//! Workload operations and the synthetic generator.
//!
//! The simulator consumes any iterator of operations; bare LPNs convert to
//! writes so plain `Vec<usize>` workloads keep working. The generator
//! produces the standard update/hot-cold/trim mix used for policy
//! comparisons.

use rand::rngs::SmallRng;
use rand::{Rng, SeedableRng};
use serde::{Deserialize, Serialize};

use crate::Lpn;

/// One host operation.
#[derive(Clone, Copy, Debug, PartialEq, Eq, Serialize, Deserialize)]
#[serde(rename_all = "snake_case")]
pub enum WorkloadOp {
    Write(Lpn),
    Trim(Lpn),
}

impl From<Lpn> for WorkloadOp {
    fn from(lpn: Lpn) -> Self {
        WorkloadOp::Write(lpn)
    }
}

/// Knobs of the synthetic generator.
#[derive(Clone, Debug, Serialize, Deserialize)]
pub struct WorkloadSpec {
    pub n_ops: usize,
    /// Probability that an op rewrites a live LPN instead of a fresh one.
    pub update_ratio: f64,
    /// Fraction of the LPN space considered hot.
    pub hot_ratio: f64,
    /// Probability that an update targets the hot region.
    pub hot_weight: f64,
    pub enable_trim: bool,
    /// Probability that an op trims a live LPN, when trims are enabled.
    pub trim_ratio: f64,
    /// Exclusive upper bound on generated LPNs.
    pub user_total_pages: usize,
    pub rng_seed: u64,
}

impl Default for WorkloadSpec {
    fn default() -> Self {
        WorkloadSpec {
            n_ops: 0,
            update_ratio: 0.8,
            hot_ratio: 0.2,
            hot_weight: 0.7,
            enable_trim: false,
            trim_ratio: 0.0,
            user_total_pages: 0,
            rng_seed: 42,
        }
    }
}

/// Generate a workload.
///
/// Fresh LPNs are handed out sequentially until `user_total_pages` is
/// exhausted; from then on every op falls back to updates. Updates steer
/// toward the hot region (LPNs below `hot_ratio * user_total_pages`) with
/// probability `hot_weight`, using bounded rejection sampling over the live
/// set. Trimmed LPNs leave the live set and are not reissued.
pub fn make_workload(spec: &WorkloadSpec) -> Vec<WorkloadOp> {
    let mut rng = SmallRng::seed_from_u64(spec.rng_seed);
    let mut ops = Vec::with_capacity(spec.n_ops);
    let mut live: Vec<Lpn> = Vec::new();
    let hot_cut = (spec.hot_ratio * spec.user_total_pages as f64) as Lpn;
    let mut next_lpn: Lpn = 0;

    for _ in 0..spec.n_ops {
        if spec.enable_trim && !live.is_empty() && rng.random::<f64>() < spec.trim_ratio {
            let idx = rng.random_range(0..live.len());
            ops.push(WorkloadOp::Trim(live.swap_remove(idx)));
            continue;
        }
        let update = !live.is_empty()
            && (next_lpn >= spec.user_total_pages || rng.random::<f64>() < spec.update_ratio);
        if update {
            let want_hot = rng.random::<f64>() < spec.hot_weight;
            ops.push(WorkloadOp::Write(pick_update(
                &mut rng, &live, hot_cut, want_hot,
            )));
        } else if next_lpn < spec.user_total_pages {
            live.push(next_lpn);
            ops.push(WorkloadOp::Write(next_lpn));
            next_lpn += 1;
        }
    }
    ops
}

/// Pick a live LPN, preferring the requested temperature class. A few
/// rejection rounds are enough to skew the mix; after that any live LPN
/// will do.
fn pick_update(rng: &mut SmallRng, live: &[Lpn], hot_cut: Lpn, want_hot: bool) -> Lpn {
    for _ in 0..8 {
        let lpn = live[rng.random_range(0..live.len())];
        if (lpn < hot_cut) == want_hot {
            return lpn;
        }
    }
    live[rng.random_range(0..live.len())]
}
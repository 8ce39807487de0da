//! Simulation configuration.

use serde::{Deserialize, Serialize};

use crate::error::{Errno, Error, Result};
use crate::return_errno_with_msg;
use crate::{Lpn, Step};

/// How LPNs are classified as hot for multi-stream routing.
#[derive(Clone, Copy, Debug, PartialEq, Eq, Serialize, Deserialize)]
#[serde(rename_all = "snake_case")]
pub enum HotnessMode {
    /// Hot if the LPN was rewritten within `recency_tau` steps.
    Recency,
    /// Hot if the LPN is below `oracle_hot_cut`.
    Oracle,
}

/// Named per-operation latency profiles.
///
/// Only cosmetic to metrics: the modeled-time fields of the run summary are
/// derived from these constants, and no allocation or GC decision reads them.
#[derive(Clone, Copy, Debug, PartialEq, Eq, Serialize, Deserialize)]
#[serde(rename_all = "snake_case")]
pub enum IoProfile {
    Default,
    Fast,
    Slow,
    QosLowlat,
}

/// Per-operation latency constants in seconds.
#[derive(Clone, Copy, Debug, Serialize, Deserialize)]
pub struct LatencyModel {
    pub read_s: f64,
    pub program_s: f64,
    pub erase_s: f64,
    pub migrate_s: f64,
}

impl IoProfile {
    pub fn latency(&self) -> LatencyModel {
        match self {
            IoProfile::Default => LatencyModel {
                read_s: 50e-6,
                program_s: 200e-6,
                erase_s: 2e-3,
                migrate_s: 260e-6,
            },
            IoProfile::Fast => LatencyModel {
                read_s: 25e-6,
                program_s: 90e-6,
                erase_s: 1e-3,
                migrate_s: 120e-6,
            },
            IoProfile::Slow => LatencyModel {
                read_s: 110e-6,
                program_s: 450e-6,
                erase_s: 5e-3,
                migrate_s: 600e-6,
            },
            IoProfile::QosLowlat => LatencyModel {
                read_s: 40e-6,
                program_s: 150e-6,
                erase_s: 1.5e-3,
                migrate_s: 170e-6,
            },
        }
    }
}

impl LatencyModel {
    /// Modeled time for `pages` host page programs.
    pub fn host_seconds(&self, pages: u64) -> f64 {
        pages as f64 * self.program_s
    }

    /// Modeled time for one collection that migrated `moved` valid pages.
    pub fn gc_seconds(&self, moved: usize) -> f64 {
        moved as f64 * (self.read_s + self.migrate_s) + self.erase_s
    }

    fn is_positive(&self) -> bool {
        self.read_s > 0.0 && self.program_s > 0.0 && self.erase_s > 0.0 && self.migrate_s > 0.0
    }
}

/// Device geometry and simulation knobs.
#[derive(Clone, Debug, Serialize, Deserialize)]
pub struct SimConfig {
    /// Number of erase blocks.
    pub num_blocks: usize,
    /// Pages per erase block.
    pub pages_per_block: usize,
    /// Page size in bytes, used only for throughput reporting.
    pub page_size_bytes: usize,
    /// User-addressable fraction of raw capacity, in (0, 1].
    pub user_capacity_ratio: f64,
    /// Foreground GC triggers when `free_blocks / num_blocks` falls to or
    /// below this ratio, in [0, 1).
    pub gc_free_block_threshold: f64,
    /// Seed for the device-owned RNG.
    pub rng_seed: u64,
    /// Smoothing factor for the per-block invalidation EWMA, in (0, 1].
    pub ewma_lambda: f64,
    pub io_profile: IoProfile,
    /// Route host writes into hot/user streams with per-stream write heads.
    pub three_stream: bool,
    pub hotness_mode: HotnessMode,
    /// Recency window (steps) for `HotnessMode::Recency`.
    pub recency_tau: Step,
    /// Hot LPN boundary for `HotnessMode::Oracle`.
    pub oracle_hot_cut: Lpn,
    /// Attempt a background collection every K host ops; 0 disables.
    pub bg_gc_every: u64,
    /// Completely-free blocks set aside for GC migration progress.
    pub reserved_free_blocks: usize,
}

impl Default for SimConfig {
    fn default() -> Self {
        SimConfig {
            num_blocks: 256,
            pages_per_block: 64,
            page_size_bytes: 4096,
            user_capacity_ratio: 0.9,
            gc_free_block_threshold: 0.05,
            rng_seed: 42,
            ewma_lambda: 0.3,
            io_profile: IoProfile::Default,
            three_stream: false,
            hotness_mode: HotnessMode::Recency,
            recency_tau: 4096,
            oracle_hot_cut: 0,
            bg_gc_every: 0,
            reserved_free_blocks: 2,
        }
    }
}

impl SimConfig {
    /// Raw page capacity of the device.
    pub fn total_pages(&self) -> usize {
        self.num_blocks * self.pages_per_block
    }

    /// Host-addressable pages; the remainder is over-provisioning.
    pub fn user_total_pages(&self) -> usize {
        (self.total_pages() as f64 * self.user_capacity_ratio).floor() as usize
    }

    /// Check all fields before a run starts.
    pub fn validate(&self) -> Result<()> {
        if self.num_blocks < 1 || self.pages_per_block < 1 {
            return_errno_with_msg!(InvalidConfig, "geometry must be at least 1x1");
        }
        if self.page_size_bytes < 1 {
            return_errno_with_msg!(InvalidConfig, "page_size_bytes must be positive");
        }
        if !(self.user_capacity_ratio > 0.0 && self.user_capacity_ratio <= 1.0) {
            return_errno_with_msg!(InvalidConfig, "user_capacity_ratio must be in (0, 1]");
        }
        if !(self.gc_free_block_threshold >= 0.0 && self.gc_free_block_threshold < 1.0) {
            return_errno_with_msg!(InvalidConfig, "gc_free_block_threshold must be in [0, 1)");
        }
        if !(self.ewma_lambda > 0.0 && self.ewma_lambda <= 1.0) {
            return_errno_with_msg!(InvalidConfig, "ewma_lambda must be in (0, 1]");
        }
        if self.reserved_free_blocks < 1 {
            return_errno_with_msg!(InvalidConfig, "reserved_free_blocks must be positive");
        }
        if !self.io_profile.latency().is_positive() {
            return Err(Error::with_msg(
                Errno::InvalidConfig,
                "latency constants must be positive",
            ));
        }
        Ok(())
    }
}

==

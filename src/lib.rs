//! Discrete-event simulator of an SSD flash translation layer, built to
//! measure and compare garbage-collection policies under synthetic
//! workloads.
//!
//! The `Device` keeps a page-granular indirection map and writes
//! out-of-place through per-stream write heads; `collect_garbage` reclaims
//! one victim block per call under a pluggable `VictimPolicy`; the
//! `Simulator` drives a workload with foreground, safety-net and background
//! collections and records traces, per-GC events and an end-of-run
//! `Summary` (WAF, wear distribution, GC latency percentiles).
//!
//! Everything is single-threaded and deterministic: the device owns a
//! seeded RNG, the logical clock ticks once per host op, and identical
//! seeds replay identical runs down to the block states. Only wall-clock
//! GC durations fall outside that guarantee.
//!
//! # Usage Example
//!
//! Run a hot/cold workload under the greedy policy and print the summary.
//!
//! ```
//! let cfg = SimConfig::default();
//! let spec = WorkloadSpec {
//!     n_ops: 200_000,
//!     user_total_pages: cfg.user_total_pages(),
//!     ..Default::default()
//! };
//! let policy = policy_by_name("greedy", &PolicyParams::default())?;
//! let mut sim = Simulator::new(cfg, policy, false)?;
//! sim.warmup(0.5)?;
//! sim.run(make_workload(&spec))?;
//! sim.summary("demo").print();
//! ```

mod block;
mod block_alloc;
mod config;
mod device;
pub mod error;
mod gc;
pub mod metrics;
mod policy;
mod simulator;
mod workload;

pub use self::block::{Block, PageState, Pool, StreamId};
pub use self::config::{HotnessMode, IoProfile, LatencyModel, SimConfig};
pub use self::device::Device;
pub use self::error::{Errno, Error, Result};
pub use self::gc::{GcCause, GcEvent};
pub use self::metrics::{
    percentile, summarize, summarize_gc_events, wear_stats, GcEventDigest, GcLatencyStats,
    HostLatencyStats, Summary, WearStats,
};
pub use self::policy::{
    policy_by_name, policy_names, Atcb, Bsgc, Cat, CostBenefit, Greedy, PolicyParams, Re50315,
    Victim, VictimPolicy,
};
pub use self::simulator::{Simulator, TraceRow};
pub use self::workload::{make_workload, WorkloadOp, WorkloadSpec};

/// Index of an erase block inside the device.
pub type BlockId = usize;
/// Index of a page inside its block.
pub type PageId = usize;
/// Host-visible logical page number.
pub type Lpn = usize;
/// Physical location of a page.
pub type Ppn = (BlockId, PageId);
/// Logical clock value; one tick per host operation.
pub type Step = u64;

● TASK GOAL
On how many lines of the listing does the string "VictimPolicy" occur? Give the number by itself.

● COMPLETED EXERCISE
2